Tuesday, June 01, 2010

Winning Words 6/1/10
“What kind of a man would live in a world where there is no daring? I don’t believe in taking foolish chances, but nothing can be accomplished without taking any chance at all.” (Charles Lindbergh) Lucky Lindy’s solo across the Atlantic was a real chancy flight. I wonder if there were betting odds at the time. CL is buried in a private spot in Hawaii. His mother is buried here in West Bloomfield, MI. Yesterday I made a visit to her gravesite after our annual Memorial Day observance. ;-) Jack

FROM SH IN MICHIGAN: Of all the people I talked to yesterday, visiting gravesites and observing Memorial Day, your visit was the most different one. FROM JACK: At the observance a man played The Star-Spangled Banner on a harmonica. A bag-piper in a kilt was there, also, playing Amazing Grace, as he walked through the cemetery.

FROM MV IN MICHIGAN: Where is she buried? FROM JACK: In Pine Lake Cemetery by a lilac bush and a good sized tree. Her bother, Charles, is buried next to her. I suppose Lindy was named after him. MORE FROM MV: This is really cool history! Why W Bloomfield? Were they born here or citizens of? Was Charles born here?
FROM JACK: I'll try to find out.

FROM DM IN MICHIGAN: You are a gifted man - and writer! FROM JACK: As Popeye the Sailor uster say: "I yam what I yam and tha's all what I yam."

FROM MOLINER CF: I wonder why he didn't fly back. It would have been faster than coming by boat. FROM JACK: I think the French wouldn't release the plane, because he had not paid his landing fee. He didn't have a gasoline credit card, either.
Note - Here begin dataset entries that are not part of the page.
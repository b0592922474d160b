//! Schema classification for uploaded exports.
//!
//! This crate provides:
//! - An LLM oracle (OpenAI / Anthropic / Ollama) that reads headers and
//!   sample rows and proposes a [`spedition_core::Classification`]
//! - A deterministic heuristic fallback driven by platform column signatures
//! - Mapping validation that gates a run before anything is written

pub mod classifier;
pub mod heuristics;
pub mod prompt;
pub mod provider;
pub mod providers;
pub mod validate;

pub use classifier::{ClassifyError, SchemaClassifier};
pub use provider::{LlmError, LlmProvider, OraclePrompt};
pub use validate::{validate_mappings, MappingValidation, MIN_CONFIDENCE};
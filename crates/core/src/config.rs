use std::env;

use serde::{Deserialize, Serialize};

/// Load .env file (silently ignores if missing).
pub fn load_dotenv() {
    dotenvy::dotenv().ok();
}

fn env_or(key: &str, default: &str) -> String {
    env::var(key).unwrap_or_else(|_| default.to_string())
}

fn env_opt(key: &str) -> Option<String> {
    env::var(key).ok().filter(|s| !s.is_empty())
}

fn env_u32(key: &str, default: u32) -> u32 {
    env::var(key).ok().and_then(|v| v.parse().ok()).unwrap_or(default)
}

fn env_u64(key: &str, default: u64) -> u64 {
    env::var(key).ok().and_then(|v| v.parse().ok()).unwrap_or(default)
}

fn env_usize(key: &str, default: usize) -> usize {
    env::var(key).ok().and_then(|v| v.parse().ok()).unwrap_or(default)
}

fn env_f64(key: &str, default: f64) -> f64 {
    env::var(key).ok().and_then(|v| v.parse().ok()).unwrap_or(default)
}

// ── Top-level config ──────────────────────────────────────────

#[derive(Debug, Clone, Serialize, Deserialize)]
pub struct Config {
    pub classifier: ClassifierConfig,
    pub store: StoreConfig,
    pub batch: BatchConfig,
}

impl Config {
    /// Build config from environment variables (call `load_dotenv()` first).
    pub fn from_env() -> Self {
        Self {
            classifier: ClassifierConfig::from_env(),
            store: StoreConfig::from_env(),
            batch: BatchConfig::from_env(),
        }
    }

    /// Print a redacted summary for startup logs.
    pub fn log_summary(&self) {
        tracing::info!("Config loaded:");
        tracing::info!(
            "  classifier: provider={}, timeout={}s",
            self.classifier.provider,
            self.classifier.timeout_secs
        );
        tracing::info!(
            "  store:      pg={}, max_connections={}",
            if self.store.pg_url.is_some() { "configured" } else { "(none)" },
            self.store.max_connections
        );
        tracing::info!(
            "  batch:      initial={}, min={}, max={}",
            self.batch.initial_size,
            self.batch.min_size,
            self.batch.max_size
        );
    }
}

// ── Classifier / LLM oracle ───────────────────────────────────

#[derive(Debug, Clone, Serialize, Deserialize)]
pub struct ClassifierConfig {
    /// "openai", "anthropic", "ollama", or "off" (heuristics only).
    pub provider: String,
    pub openai_api_key: Option<String>,
    pub openai_model: String,
    pub openai_base_url: Option<String>,
    pub anthropic_api_key: Option<String>,
    pub anthropic_model: String,
    pub ollama_url: String,
    pub ollama_model: String,
    pub temperature: f32,
    pub max_tokens: u32,
    /// Oracle calls past this deadline fall back to heuristics.
    pub timeout_secs: u64,
}

impl ClassifierConfig {
    pub fn from_env() -> Self {
        Self {
            provider: env_or("CLASSIFIER_PROVIDER", "off"),
            openai_api_key: env_opt("OPENAI_API_KEY"),
            openai_model: env_or("OPENAI_MODEL", "gpt-4o"),
            openai_base_url: env_opt("OPENAI_BASE_URL"),
            anthropic_api_key: env_opt("ANTHROPIC_API_KEY"),
            anthropic_model: env_or("ANTHROPIC_MODEL", "claude-sonnet-4-5-20250929"),
            ollama_url: env_or("OLLAMA_URL", "http://localhost:11434"),
            ollama_model: env_or("OLLAMA_MODEL", "llama3.2"),
            temperature: env_or("CLASSIFIER_TEMPERATURE", "0.1").parse().unwrap_or(0.1),
            max_tokens: env_u32("CLASSIFIER_MAX_TOKENS", 2048),
            timeout_secs: env_u64("CLASSIFIER_TIMEOUT_SECS", 20),
        }
    }

    pub fn is_configured(&self) -> bool {
        match self.provider.as_str() {
            "openai" => self.openai_api_key.is_some(),
            "anthropic" | "claude" => self.anthropic_api_key.is_some(),
            "ollama" => true,
            _ => false,
        }
    }
}

// ── Store ─────────────────────────────────────────────────────

#[derive(Debug, Clone, Serialize, Deserialize)]
pub struct StoreConfig {
    /// Full Postgres URL; when unset the worker runs against the in-memory store.
    pub pg_url: Option<String>,
    pub max_connections: u32,
    pub acquire_timeout_secs: u64,
}

impl StoreConfig {
    pub fn from_env() -> Self {
        Self {
            pg_url: env_opt("PG_URL").or_else(|| env_opt("DATABASE_URL")),
            max_connections: env_u32("PG_MAX_CONNECTIONS", 10),
            acquire_timeout_secs: env_u64("PG_ACQUIRE_TIMEOUT_SECS", 5),
        }
    }

    pub fn is_configured(&self) -> bool {
        self.pg_url.is_some()
    }
}

// ── Adaptive batching ─────────────────────────────────────────

/// Batch sizing knobs for the processor's feedback loop.
#[derive(Debug, Clone, Serialize, Deserialize)]
pub struct BatchConfig {
    pub initial_size: usize,
    pub min_size: usize,
    pub max_size: usize,
    /// Success rate above this (on a fast batch) grows the batch.
    pub success_threshold: f64,
    /// Success rate below this shrinks the batch.
    pub failure_threshold: f64,
    pub growth_factor: f64,
    pub shrink_factor: f64,
    /// Batches faster than this count as fast (growth condition).
    pub fast_batch_ms: u64,
    /// Batches slower than this force a shrink.
    pub slow_batch_ms: u64,
}

impl Default for BatchConfig {
    fn default() -> Self {
        Self {
            initial_size: 100,
            min_size: 10,
            max_size: 500,
            success_threshold: 0.95,
            failure_threshold: 0.5,
            growth_factor: 1.5,
            shrink_factor: 0.75,
            fast_batch_ms: 1_000,
            slow_batch_ms: 5_000,
        }
    }
}

impl BatchConfig {
    pub fn from_env() -> Self {
        let d = Self::default();
        Self {
            initial_size: env_usize("BATCH_INITIAL_SIZE", d.initial_size),
            min_size: env_usize("BATCH_MIN_SIZE", d.min_size),
            max_size: env_usize("BATCH_MAX_SIZE", d.max_size),
            success_threshold: env_f64("BATCH_SUCCESS_THRESHOLD", d.success_threshold),
            failure_threshold: env_f64("BATCH_FAILURE_THRESHOLD", d.failure_threshold),
            growth_factor: env_f64("BATCH_GROWTH_FACTOR", d.growth_factor),
            shrink_factor: env_f64("BATCH_SHRINK_FACTOR", d.shrink_factor),
            fast_batch_ms: env_u64("BATCH_FAST_MS", d.fast_batch_ms),
            slow_batch_ms: env_u64("BATCH_SLOW_MS", d.slow_batch_ms),
        }
    }

    /// Reject configs that cannot drive the sizing loop.
    pub fn validate(&self) -> Result<(), String> {
        if self.min_size == 0 {
            return Err("min_size must be at least 1".into());
        }
        if self.min_size > self.max_size {
            return Err(format!(
                "min_size {} exceeds max_size {}",
                self.min_size, self.max_size
            ));
        }
        if !(self.min_size..=self.max_size).contains(&self.initial_size) {
            return Err(format!(
                "initial_size {} outside [{}, {}]",
                self.initial_size, self.min_size, self.max_size
            ));
        }
        if self.success_threshold <= self.failure_threshold {
            return Err("success_threshold must exceed failure_threshold".into());
        }
        if self.growth_factor <= 1.0 {
            return Err("growth_factor must be greater than 1".into());
        }
        if self.shrink_factor <= 0.0 || self.shrink_factor >= 1.0 {
            return Err("shrink_factor must be between 0 and 1".into());
        }
        Ok(())
    }
}
//! Datastore backends for imported records.
//!
//! One trait, two backends: [`PgStore`] (tenant-scoped JSONB tables, one per
//! entity kind) and [`MemStore`] (same constraint semantics, no Postgres),
//! used by tests and dry runs.

pub mod datastore;
pub mod memory;
pub mod postgres;

pub use datastore::{search_text, Datastore, StampedRecord, StoreError};
pub use memory::MemStore;
pub use postgres::PgStore;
FROM AM IN MICHIGAN: Reading Lindbergh's life story, I'd say he took chances with his life. It is the lives of others we need to respect and he had a challenge with that. FROM JACK: What do you mean? MORE FROM AM: Charles Lindbergh's story revealed his strong feelings for the German ideas before World War II. Articles,film and Berg's book "Lindbergh"reveal that he had a complicated and secret life including children with German women. He had five children with Anne Morrow, his wife here. in U.S. The Secret Lives of Charles Linbergh was on National Geographic channel in July, 2009. I did not watch it but I saved the Wall
Street Journal article about it. Scott Berg's, book delves deeply Who knows how the kidnapping in 1932 impacted the family? What a horrible time for the Lindberghs. FROM JACK: "Turn over every rock," as the saying goes. I had forgotten "the rest of the story." Maybe selective memory isn't all bad.


1 comment:

Anonymous said...

Enjoying reading your WW. Of all the people I talked to yesterday, visiting gravesites and observing Memorial Day, your visit was the most different one. Loved hearing about it.